Selain itu, kondisi current account deficit (CAD) juga disebut semakin terpuruk, hal-hal ini dinilai akan mempengaruhi aliran modal asing yang masuk dan keluar dari Indonesia.

Dalam materi presentasi yang diterima detikcom, World Bank menyebut jika perekonomian Indonesia akan terus turun akibat masih lemahnya produktivitas dan melambatnya pertumbuhan tenaga kerja. Kemudian, harga komoditas juga disebut akan menekan perekonomian domestik.

"Jika pertumbuhan ekonomi di China turun 1%, maka ekonomi Indonesia juga akan berdampak turun 0,3%," tulis presentasi tersebut, dikutip detikcom, Jumat (6/9/2019).

Bank Dunia juga mencontohkan pada 2009, perekonomian global merosot akibat harga komoditas yang terus turun. Dia mengungkapkan, saat itu pertumbuhan ekonomi Indonesia juga melambat 1,7%.

Saat ini perekonomian global juga dibayangi dengan perang dagang antara Amerika Serikat (AS) dan China dan potensi resesi ekonomi AS. Hal ini disebut akan memicu aliran modal keluar yang lebih besar dari Indonesia.

Indonesia disebut akan makin terpuruk akibat masih tingginya defisit transaksi berjalan atau current account deficit (CAD). Kuartal II 2019 CAD Indonesia mencapai 3% atau US$ 8,4 miliar dari produk domestik bruto (PDB), naik dari kuartal sebelumnya yang hanya 2,6% dari PDB.

Kemudian Bank Dunia memproyeksi, CAD Indonesia di akhir 2019 US$ 33 miliar naik dari tahun sebelumnya US$ 31 miliar. Kemudian investasi asing atau foreign direct investment (FDI) hanya US$ 22 miliar hingga akhir tahun ini.

Dengan kondisi itu, Bank Dunia menilai, Indonesia membutuhkan dana asing masuk (inflow) minimal US$ 16 miliar per tahun untuk menutup gap defisit tersebut.

"Pembiayaan eksternal yang dibutuhkan bisa lebih banyak jika capital outflow yang diprediksi benar-benar terjadi," tulisnya.

Bank Dunia menilai solusi untuk mempertahankan perekonomian domestik bukan menurunkan CAD, namun meningkatkan investasi atau FDI yang masuk.

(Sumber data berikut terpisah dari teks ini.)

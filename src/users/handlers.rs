use axum::{
    extract::{rejection::JsonRejection, Path, Query, State},
    http::StatusCode,
    routing::get,
    Json, Router,
};
use sqlx::PgPool;
use tracing::{info, instrument, warn};

use crate::{
    error::AppError,
    state::AppState,
    users::{
        dto::{
            CreateUserRequest, DataResponse, ListQuery, PaginationMeta, UpdateUserRequest,
            UserListResponse,
        },
        repo::{self, RepoError},
        repo_types::User,
        services::{total_pages, validate_changes, validate_new_user, PageRequest},
    },
};

const USER_NOT_FOUND: &str = "User not found";
const EMAIL_IN_USE: &str = "Email already in use";
const EMAIL_IN_USE_BY_OTHER: &str = "Email already in use by another user";

pub fn user_routes() -> Router<AppState> {
    Router::new()
        .route("/api/users", get(list_users).post(create_user))
        .route(
            "/api/users/:id",
            get(get_user).put(update_user).delete(delete_user),
        )
}

/// Ids that are not integers cannot name an existing row.
fn parse_id(raw: &str) -> Result<i64, AppError> {
    raw.trim()
        .parse::<i64>()
        .map_err(|_| AppError::NotFound(USER_NOT_FOUND))
}

#[instrument(skip(state))]
pub async fn list_users(
    State(state): State<AppState>,
    query: Option<Query<ListQuery>>,
) -> Result<Json<UserListResponse>, AppError> {
    let req = PageRequest::from(query.map(|Query(q)| q).unwrap_or_default());

    let (users, total) =
        repo::list(&state.db, req.limit, req.offset(), req.search.as_deref()).await?;

    Ok(Json(UserListResponse {
        success: true,
        data: users,
        pagination: PaginationMeta {
            total,
            page: req.page,
            total_pages: total_pages(total, req.limit),
        },
    }))
}

#[instrument(skip(state))]
pub async fn get_user(
    State(state): State<AppState>,
    Path(id): Path<String>,
) -> Result<Json<DataResponse<User>>, AppError> {
    let id = parse_id(&id)?;
    let user = repo::get_by_id(&state.db, id)
        .await?
        .ok_or(AppError::NotFound(USER_NOT_FOUND))?;
    Ok(Json(DataResponse::new(user)))
}

#[instrument(skip(state, payload))]
pub async fn create_user(
    State(state): State<AppState>,
    payload: Result<Json<CreateUserRequest>, JsonRejection>,
) -> Result<(StatusCode, Json<DataResponse<User>>), AppError> {
    let Json(payload) = payload?;
    let new_user = validate_new_user(payload)?;
    info!(email = %new_user.email, "create user attempt");

    let mut tx = state.db.begin().await?;

    if repo::find_by_email(&mut *tx, &new_user.email, None)
        .await?
        .is_some()
    {
        warn!(email = %new_user.email, "email already in use");
        tx.rollback().await?;
        return Err(AppError::DuplicateEmail(EMAIL_IN_USE));
    }

    // A concurrent insert of the same email surfaces here as a unique violation.
    let user = repo::create(&mut tx, &new_user).await?;
    tx.commit().await.map_err(RepoError::from)?;

    info!(user_id = user.id, email = %user.email, "user created");
    Ok((StatusCode::CREATED, Json(DataResponse::new(user))))
}

#[instrument(skip(state, payload))]
pub async fn update_user(
    State(state): State<AppState>,
    Path(id): Path<String>,
    payload: Result<Json<UpdateUserRequest>, JsonRejection>,
) -> Result<Json<DataResponse<User>>, AppError> {
    let id = parse_id(&id)?;
    info!(user_id = id, "update user attempt");

    let mut tx = state.db.begin().await?;

    let Some(user) = repo::get_by_id_for_update(&mut tx, id).await? else {
        warn!(user_id = id, "user not found");
        tx.rollback().await?;
        return Err(AppError::NotFound(USER_NOT_FOUND));
    };

    let changes = match payload
        .map_err(AppError::from)
        .and_then(|Json(payload)| validate_changes(payload))
    {
        Ok(changes) => changes,
        Err(e) => {
            warn!(user_id = id, error = %e, "invalid update payload");
            tx.rollback().await?;
            return Err(e);
        }
    };

    if let Some(email) = changes.email.as_deref() {
        if email != user.email
            && repo::find_by_email(&mut *tx, email, Some(user.id))
                .await?
                .is_some()
        {
            warn!(user_id = id, email = %email, "email already in use by another user");
            tx.rollback().await?;
            return Err(AppError::DuplicateEmail(EMAIL_IN_USE_BY_OTHER));
        }
    }

    let user = repo::update(&mut tx, &user, changes)
        .await
        .map_err(taken_by_other)?;
    tx.commit()
        .await
        .map_err(|e| taken_by_other(RepoError::from(e)))?;

    info!(user_id = user.id, "user updated");
    Ok(Json(DataResponse::new(user)))
}

fn taken_by_other(e: RepoError) -> AppError {
    match e {
        RepoError::DuplicateEmail => AppError::DuplicateEmail(EMAIL_IN_USE_BY_OTHER),
        other => other.into(),
    }
}

#[instrument(skip(state))]
pub async fn delete_user(
    State(state): State<AppState>,
    Path(id): Path<String>,
) -> Result<StatusCode, AppError> {
    let id = parse_id(&id)?;
    info!(user_id = id, "attempting to delete user");

    match delete_in_tx(&state.db, id).await {
        Ok(Some(_)) => {
            info!(user_id = id, "user deleted");
            Ok(StatusCode::NO_CONTENT)
        }
        Ok(None) => {
            warn!(user_id = id, "user not found");
            Err(AppError::NotFound(USER_NOT_FOUND))
        }
        Err(e) => Err(AppError::internal("Failed to delete user", e)),
    }
}

/// `Ok(None)` when the row does not exist; nothing is written in that case.
async fn delete_in_tx(db: &PgPool, id: i64) -> Result<Option<User>, RepoError> {
    let mut tx = db.begin().await?;

    let Some(user) = repo::get_by_id_for_update(&mut tx, id).await? else {
        tx.rollback().await?;
        return Ok(None);
    };

    info!(user_id = user.id, name = %user.name, email = %user.email, "deleting user");
    repo::delete(&mut tx, &user).await?;
    tx.commit().await?;
    Ok(Some(user))
}

#[cfg(test)]
mod tests {
    use super::*;

    #[test]
    fn parse_id_accepts_integers_only() {
        assert_eq!(parse_id("42").unwrap(), 42);
        assert_eq!(parse_id(" 7 ").unwrap(), 7);
        assert!(matches!(parse_id("abc"), Err(AppError::NotFound(USER_NOT_FOUND))));
        assert!(matches!(parse_id("1.5"), Err(AppError::NotFound(_))));
    }

    #[test]
    fn duplicate_on_update_names_the_other_user() {
        assert!(matches!(
            taken_by_other(RepoError::DuplicateEmail),
            AppError::DuplicateEmail(EMAIL_IN_USE_BY_OTHER)
        ));
        assert!(matches!(
            taken_by_other(RepoError::Database(sqlx::Error::PoolTimedOut)),
            AppError::Internal { .. }
        ));
    }
}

Insentif fiskal seperti tax holiday juga dinilai Bank Dunia tak seluruhnya menyelesaikan masalah dan membuat Indonesia kompetitif secara global di sektor otomotif, tekstil, elektronik, maupun manufaktur.

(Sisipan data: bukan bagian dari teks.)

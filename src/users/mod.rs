use crate::state::AppState;
use axum::Router;

pub mod dto;
pub mod handlers;
pub mod repo;
pub mod repo_types;
pub mod services;

pub fn router() -> Router<AppState> {
    Router::new().merge(handlers::user_routes())
}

"Indonesia harus reformasi besar-besaran dengan membangun kredibilitas dengan membangun bisnis yang terbuka, kepastian peraturan, dan kepatuhan dengan kebijakan presiden," tambahnya.

Menanggapi hal tersebut, Menteri Keuangan Sri Mulyani Indrawati mengungkapkan seluruh dunia saat ini memang sedang mengalami perlambatan pertumbuhan ekonomi. Meski begitu, dia optimis jika dana asing tak akan keluar dari Indonesia. Hal tersebut karena pemerintah berupaya penuh untuk mengeluarkan kebijakan agar Indonesia tetap menarik di mata internasional.

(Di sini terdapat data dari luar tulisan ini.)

//! Sync pipeline: snapshot -> reconciliation against the listing store -> report -> delivery.

use std::collections::{BTreeSet, HashSet};
use std::path::{Path, PathBuf};
use std::sync::Arc;
use std::time::Duration;

use anyhow::{Context, Result};
use async_trait::async_trait;
use chrono::{DateTime, Utc};
use jobwatch_adapters::{
    AdapterContext, AdapterError, FixtureSnapshotSource, HttpSnapshotSource, ListingSelectors,
    SnapshotSource, DEFAULT_LISTING_URL,
};
use jobwatch_core::{ListingRecord, RawListing, ReconciliationResult, UNKNOWN};
use jobwatch_storage::{
    error_transience, status_transience, BackoffPolicy, HttpClientConfig, HttpFetcher,
    ListingStore, PageArchive, SqliteListingStore, StoreError, StoredListing, TieBreak,
    DEFAULT_USER_AGENT,
};
use serde::{Deserialize, Serialize};
use thiserror::Error;
use tokio::fs;
use tokio_cron_scheduler::{Job, JobScheduler};
use tracing::{debug, error, info, info_span, warn, Instrument};
use uuid::Uuid;

pub const CRATE_NAME: &str = "jobwatch-sync";

#[derive(Debug, Error)]
pub enum SyncError {
    #[error("snapshot unavailable from {origin}")]
    SnapshotUnavailable {
        origin: String,
        #[source]
        source: AdapterError,
    },
    #[error(transparent)]
    Store(#[from] StoreError),
    #[error("listing store invariant violated: {0}")]
    InvariantViolation(String),
    #[error("report delivery failed for {failed} of {total} notifier(s)")]
    Delivery { failed: usize, total: usize },
}

/// Where and how to scrape; loaded from YAML when `JOBWATCH_SOURCE_FILE` is set.
#[derive(Debug, Clone, PartialEq, Eq, Deserialize, Serialize)]
#[serde(default)]
pub struct SourceConfig {
    pub listing_url: String,
    pub selectors: ListingSelectors,
}

impl Default for SourceConfig {
    fn default() -> Self {
        Self {
            listing_url: DEFAULT_LISTING_URL.to_string(),
            selectors: ListingSelectors::default(),
        }
    }
}

impl SourceConfig {
    pub fn from_yaml(text: &str) -> Result<Self> {
        serde_yaml::from_str(text).context("parsing source config")
    }

    pub fn load(path: &Path) -> Result<Self> {
        let text = std::fs::read_to_string(path)
            .with_context(|| format!("reading {}", path.display()))?;
        Self::from_yaml(&text).with_context(|| format!("loading {}", path.display()))
    }
}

"Kita akan perbaiki kebijakan ini untuk menyampaikan jika kondisi perekonomian Indonesia yang masih tumbuh di atas 5%, inflasi terjaga, perbaikan di sektor bangunan, kemiskinan, pertumbuhan kelas menengah, infrastruktur yang mulai terbangun dan ini jadi destinasi yang baik dari investasi," kata Sri Mulyani di Gedung DPR, Jakarta, Jumat (6/9/2019).

Dia mengungkapkan, pemerintah juga perlu bersikap aktif untuk melihat kebutuhan investor. Hal ini agar investor tak hanya menyatakan minat untuk investasi tetapi juga harus direalisasikan.

"Kita harus aktif melihat kebutuhan (investor) supaya mereka bisa betul-betul menerjemahkan minat menjadi aktivasi investasi, jadi tidak berhenti di minat saja," imbuh dia.

Deputi Gubernur Senior Bank Indonesia (BI) Destry Damayanti mengungkapkan saat ini investor masih akan betah menyimpan dana di Indonesia. Hal ini karena jarak imbal hasil obligasi dengan US Treasury dinilai masih sangat menarik.

"Kalau saya lihat, yang terjadi di Indonesia pasarnya masih oke. Spread masih di atas 5,5%, terus fiskal kita juga sangat prudent jadi masih confident lah," kata dia.

Presiden Joko Widodo (Jokowi) mengungkapkan kekesalannya lantaran investasi yang masuk ke Indonesia kalah dari negara tetangga. Banyak perusahaan yang pindah dari China larinya bukan ke Indonesia.

Hal itu dia sampaikan saat membuka rapat terbatas (ratas) di Kantor Presiden, Jakarta Pusat. Ratas membahas antisipasi perkembangan perekonomian dunia.

"Catatan yang kemarin disampaikan Bank Dunia kepada kita, dua bulan yang lalu, ada 33 perusahaan di Tiongkok keluar (di relokasi ke negara lain)," kata Jokowi, Rabu (4/9/2019).

Dari 33 perusahaan itu, Jokowi menekankan bahwa 23 memilih pindah ke Vietnam, dan 10 sisanya pindah ke beberapa negara mulai dari Malaysia Thailand, dan Kamboja. Bahkan Jokowi sampai mengulangi data itu untuk memberi penekanan.

"Dari 33 tadi, sekali lagi, 33 perusahaan di Tiongkok yang keluar, kita ulang, 23 ke Vietnam, 10 ke Kamboja, Thailand, dan Malaysia, tidak ada yang ke Indonesia," ujar Jokowi.

Jokowi juga memberi contoh lain, yaitu pada 2017 sejumlah perusahaan di relokasi dari Jepang. Lagi-lagi yang menikmati buahnya negara lain, sedangkan Indonesia hanya kecipratan sedikit.

"Kemudian kalau 2017, 73 perusahaan Jepang memilih relokasi tapi relokasinya kemana? coba kita lihat, 73 perusahaan, 43 ke Vietnam, 11 ke Thailand, dan Filipina, baru yang berikutnya 10 ke Indonesia," terangnya.

Menurut Jokowi ada permasalahan yang terjadi di internal Indonesia. Penyebabnya bukan karena faktor eksternal. Dia mencontohkan, perusahaan yang pindah dari China hanya butuh waktu dua bulan untuk bisa pindah ke Vietnam.

"Tolong ini digarisbawahi, hati-hati berarti kita memiliki persoalan yang harus kita selesaikan. Dan setelah dilihat lebih detail kalau mau pindah ke Vietnam itu hanya butuh waktu 2 bulan rampung semuanya, kita bisa bertahun-tahun," tambah Jokowi.